6.02 Investigation by Buyer. Sellers will provide
Buyer, its counsel, accountants, actuaries and other
representatives with reasonable access, upon prior notice and
during normal business hours at Buyer's expense, to all
facilities managers, employees, agents, accountants, actuaries,
assets, properties, books and records of the Company relating to
the Business and its assets, and will furnish Buyer and such
other persons during such period with all such other information
and data concerning the assets or the Business, operations and
affairs of the Company or the transactions contemplated hereby as
Buyer or any of such other persons reasonably may request.

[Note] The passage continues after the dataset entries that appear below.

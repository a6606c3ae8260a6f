//! Hand-built box bytes for tests.
//!
//! Only the layouts needed to exercise the decoder and splitter are covered;
//! this is not a general-purpose encoder.

use std::path::{Path, PathBuf};

/// Wrap `payload` in a box with an 8-byte header.
pub fn raw_box(tag: &[u8; 4], payload: &[u8]) -> Vec<u8> {
    let mut out = ((payload.len() + 8) as u32).to_be_bytes().to_vec();
    out.extend_from_slice(tag);
    out.extend_from_slice(payload);
    out
}

/// Wrap `payload` in a box with a 16-byte (extended size) header.
pub fn raw_box_extended(tag: &[u8; 4], payload: &[u8]) -> Vec<u8> {
    let mut out = 1u32.to_be_bytes().to_vec();
    out.extend_from_slice(tag);
    out.extend_from_slice(&((payload.len() + 16) as u64).to_be_bytes());
    out.extend_from_slice(payload);
    out
}

fn push_cstring(out: &mut Vec<u8>, s: &str) {
    out.extend_from_slice(s.as_bytes());
    out.push(0);
}

fn push_string_table(out: &mut Vec<u8>, table: &[String]) {
    out.push(table.len() as u8);
    for s in table {
        push_cstring(out, s);
    }
}

/// One afrt entry.
#[derive(Debug, Clone, Copy)]
pub struct AfrtEntrySpec {
    pub first_fragment: u32,
    pub timestamp: u64,
    pub duration: u32,
    pub discontinuity: Option<u8>,
}

impl AfrtEntrySpec {
    pub fn new(first_fragment: u32, timestamp: u64, duration: u32) -> Self {
        Self {
            first_fragment,
            timestamp,
            duration,
            discontinuity: None,
        }
    }

    pub fn discontinuity(first_fragment: u32, timestamp: u64, indicator: u8) -> Self {
        Self {
            first_fragment,
            timestamp,
            duration: 0,
            discontinuity: Some(indicator),
        }
    }
}

/// Segment run table box; `padding` zero bytes are appended inside the box.
pub fn asrt_box(entries: &[(u32, u32)], padding: usize) -> Vec<u8> {
    let mut payload = vec![0, 0, 0, 0];
    push_string_table(&mut payload, &[]);
    payload.extend_from_slice(&(entries.len() as u32).to_be_bytes());
    for (first_segment, per_segment) in entries {
        payload.extend_from_slice(&first_segment.to_be_bytes());
        payload.extend_from_slice(&per_segment.to_be_bytes());
    }
    payload.extend(std::iter::repeat(0).take(padding));
    raw_box(b"asrt", &payload)
}

/// Fragment run table box; `padding` zero bytes are appended inside the box.
pub fn afrt_box(time_scale: u32, entries: &[AfrtEntrySpec], padding: usize) -> Vec<u8> {
    let mut payload = vec![0, 0, 0, 0];
    payload.extend_from_slice(&time_scale.to_be_bytes());
    push_string_table(&mut payload, &[]);
    payload.extend_from_slice(&(entries.len() as u32).to_be_bytes());
    for entry in entries {
        payload.extend_from_slice(&entry.first_fragment.to_be_bytes());
        payload.extend_from_slice(&entry.timestamp.to_be_bytes());
        payload.extend_from_slice(&entry.duration.to_be_bytes());
        if entry.duration == 0 {
            payload.push(entry.discontinuity.unwrap_or(0));
        }
    }
    payload.extend(std::iter::repeat(0).take(padding));
    raw_box(b"afrt", &payload)
}

/// Description of an abst box.
#[derive(Debug, Clone)]
pub struct AbstSpec {
    pub version: u32,
    pub profile: u8,
    pub live: bool,
    pub update: bool,
    pub time_scale: u32,
    pub current_media_time: u64,
    pub movie_identifier: String,
    pub servers: Vec<String>,
    pub qualities: Vec<String>,
    pub drm_data: String,
    pub metadata: String,
    pub segment_runs: Vec<Vec<(u32, u32)>>,
    pub fragment_time_scale: u32,
    pub fragment_runs: Vec<Vec<AfrtEntrySpec>>,
    /// Trailing bytes added inside each nested table.
    pub table_padding: usize,
}

impl Default for AbstSpec {
    fn default() -> Self {
        Self {
            version: 1,
            profile: 0,
            live: false,
            update: false,
            time_scale: 1000,
            current_media_time: 0,
            movie_identifier: String::new(),
            servers: Vec::new(),
            qualities: Vec::new(),
            drm_data: String::new(),
            metadata: String::new(),
            segment_runs: Vec::new(),
            fragment_time_scale: 1000,
            fragment_runs: Vec::new(),
            table_padding: 0,
        }
    }
}

/// Bootstrap info box.
pub fn abst_box(spec: &AbstSpec) -> Vec<u8> {
    let mut payload = vec![0, 0, 0, 0];
    payload.extend_from_slice(&spec.version.to_be_bytes());
    let flags = ((spec.profile & 0b11) << 6)
        | (if spec.live { 1 << 5 } else { 0 })
        | (if spec.update { 1 << 4 } else { 0 });
    payload.push(flags);
    payload.extend_from_slice(&spec.time_scale.to_be_bytes());
    payload.extend_from_slice(&spec.current_media_time.to_be_bytes());
    payload.extend_from_slice(&0u64.to_be_bytes());
    push_cstring(&mut payload, &spec.movie_identifier);
    push_string_table(&mut payload, &spec.servers);
    push_string_table(&mut payload, &spec.qualities);
    push_cstring(&mut payload, &spec.drm_data);
    push_cstring(&mut payload, &spec.metadata);

    payload.push(spec.segment_runs.len() as u8);
    for entries in &spec.segment_runs {
        payload.extend(asrt_box(entries, spec.table_padding));
    }
    payload.push(spec.fragment_runs.len() as u8);
    for entries in &spec.fragment_runs {
        payload.extend(afrt_box(spec.fragment_time_scale, entries, spec.table_padding));
    }
    raw_box(b"abst", &payload)
}

/// One afra global access entry.
#[derive(Debug, Clone, Copy)]
pub struct GlobalSpec {
    pub time: u64,
    pub segment: u32,
    pub fragment: u32,
    pub afra_offset: u64,
    pub sample_offset: u64,
}

/// Fragment random access box with a time scale of 1000.
pub fn afra_box(
    long_ids: bool,
    long_offsets: bool,
    local: &[(u64, u64)],
    global: Option<&[GlobalSpec]>,
) -> Vec<u8> {
    let push_offset = |out: &mut Vec<u8>, v: u64| {
        if long_offsets {
            out.extend_from_slice(&v.to_be_bytes());
        } else {
            out.extend_from_slice(&(v as u32).to_be_bytes());
        }
    };
    let push_id = |out: &mut Vec<u8>, v: u32| {
        if long_ids {
            out.extend_from_slice(&v.to_be_bytes());
        } else {
            out.extend_from_slice(&(v as u16).to_be_bytes());
        }
    };

    let mut payload = vec![0, 0, 0, 0];
    let flags = (if long_ids { 0x80 } else { 0 })
        | (if long_offsets { 0x40 } else { 0 })
        | (if global.is_some() { 0x20 } else { 0 });
    payload.push(flags);
    payload.extend_from_slice(&1000u32.to_be_bytes());
    payload.extend_from_slice(&(local.len() as u32).to_be_bytes());
    for (time, offset) in local {
        payload.extend_from_slice(&time.to_be_bytes());
        push_offset(&mut payload, *offset);
    }
    if let Some(global) = global {
        payload.extend_from_slice(&(global.len() as u32).to_be_bytes());
        for entry in global {
            payload.extend_from_slice(&entry.time.to_be_bytes());
            push_id(&mut payload, entry.segment);
            push_id(&mut payload, entry.fragment);
            push_offset(&mut payload, entry.afra_offset);
            push_offset(&mut payload, entry.sample_offset);
        }
    }
    raw_box(b"afra", &payload)
}

/// A well-formed fragment: afra, abst, moof, mdat.
pub fn fragment_bytes(fragment_number: u32, media: &[u8]) -> Vec<u8> {
    let mut out = afra_box(false, false, &[(fragment_number as u64 * 4000, 0)], None);
    out.extend(abst_box(&AbstSpec {
        segment_runs: vec![vec![(1, fragment_number)]],
        fragment_runs: vec![vec![AfrtEntrySpec::new(fragment_number, 0, 4000)]],
        ..AbstSpec::default()
    }));
    out.extend(raw_box(b"moof", &fragment_number.to_be_bytes()));
    out.extend(raw_box(b"mdat", media));
    out
}

/// Files written by [`write_segment`].
#[derive(Debug, Clone)]
pub struct SegmentFixture {
    pub index_path: PathBuf,
    pub media_path: PathBuf,
    /// Expected bytes per fragment, in index order.
    pub fragments: Vec<(u32, Vec<u8>)>,
}

/// Write `{base_name}.f4f` and `{base_name}.f4x` into `dir`.
///
/// The media file holds a leading `ftyp`-style box followed by one fragment
/// per number in ascending order; the index lists them in the order given.
pub fn write_segment(dir: &Path, base_name: &str, segment: u32, order: &[u32]) -> SegmentFixture {
    let mut numbers = order.to_vec();
    numbers.sort_unstable();

    let mut media = raw_box(b"ftyp", b"f4v \0\0\0\x01");
    let mut offsets = Vec::new();
    for number in &numbers {
        let bytes = fragment_bytes(*number, format!("media-{number}").as_bytes());
        offsets.push((*number, media.len() as u64, bytes.clone()));
        media.extend(bytes);
    }

    let mut globals = Vec::new();
    let mut fragments = Vec::new();
    for number in order {
        let (_, offset, bytes) = offsets
            .iter()
            .find(|(n, _, _)| n == number)
            .cloned()
            .unwrap_or_default();
        globals.push(GlobalSpec {
            time: *number as u64 * 4000,
            segment,
            fragment: *number,
            afra_offset: offset,
            sample_offset: 0,
        });
        fragments.push((*number, bytes));
    }

    let index = afra_box(false, false, &[], Some(&globals));
    let index_path = dir.join(format!("{base_name}.f4x"));
    let media_path = dir.join(format!("{base_name}.f4f"));
    std::fs::write(&index_path, index).expect("write index fixture");
    std::fs::write(&media_path, media).expect("write media fixture");

    SegmentFixture {
        index_path,
        media_path,
        fragments,
    }
}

6.03 Conduct of the Business. The Company will conduct
the Business only in the ordinary course and consistent with past
practice and custom. Without limiting the generality of the
foregoing:
(a) The Company will use its reasonable efforts to
(i) preserve intact the Company's present business organization,
reputation and customer relations, (ii) keep available the
services of the Company's present managers, employees, agents,
consultants and other similar representatives, (iii) maintain all
licenses, Permits, qualifications and authorizations of the
Company to do business in each jurisdiction in which it is so
licensed, qualified or authorized, (iv) maintain all the tangible
assets of the Company in good working order and condition,
ordinary wear and tear excepted, (v) continue all current
marketing, selling and manufacturing activities relating to the
Business, operations or affairs of such Seller, and (vi) not
modify, extend, terminate, amend or otherwise change any
Contract, or any purchase order, contract or other material
contract related to or comprising the Contracts, in any material
respect.
(b) The Company will cause its books and records to be
maintained in the usual manner and consistent with past practice
and custom and will not permit a material change in any
operational, financial reporting or accounting practice or policy
of the Company or in any assumption underlying such a practice or
policy, or in any method of calculating any bad debt, contingency
or other reserve for financial reporting purposes or for other
accounting purposes.
(c) The Company will (i) prepare properly and file
timely all reports and all tax returns required to be filed with
any Governmental Entities with respect to the Business, and
(ii) pay or cause to be paid duly and fully all Taxes indicated
by such tax returns or otherwise levied or assessed upon the
Company or its assets, and withhold or collect and pay to the
proper taxing authorities or hold in separate bank accounts for
such payment all taxes that such corporation is required to so
withhold or collect and pay, unless such taxes are being
contested in good faith and, if appropriate, reasonable reserves
therefor have been established and reflected in the books and
records of the Company and in accordance with generally accepted
accounting principles consistently applied.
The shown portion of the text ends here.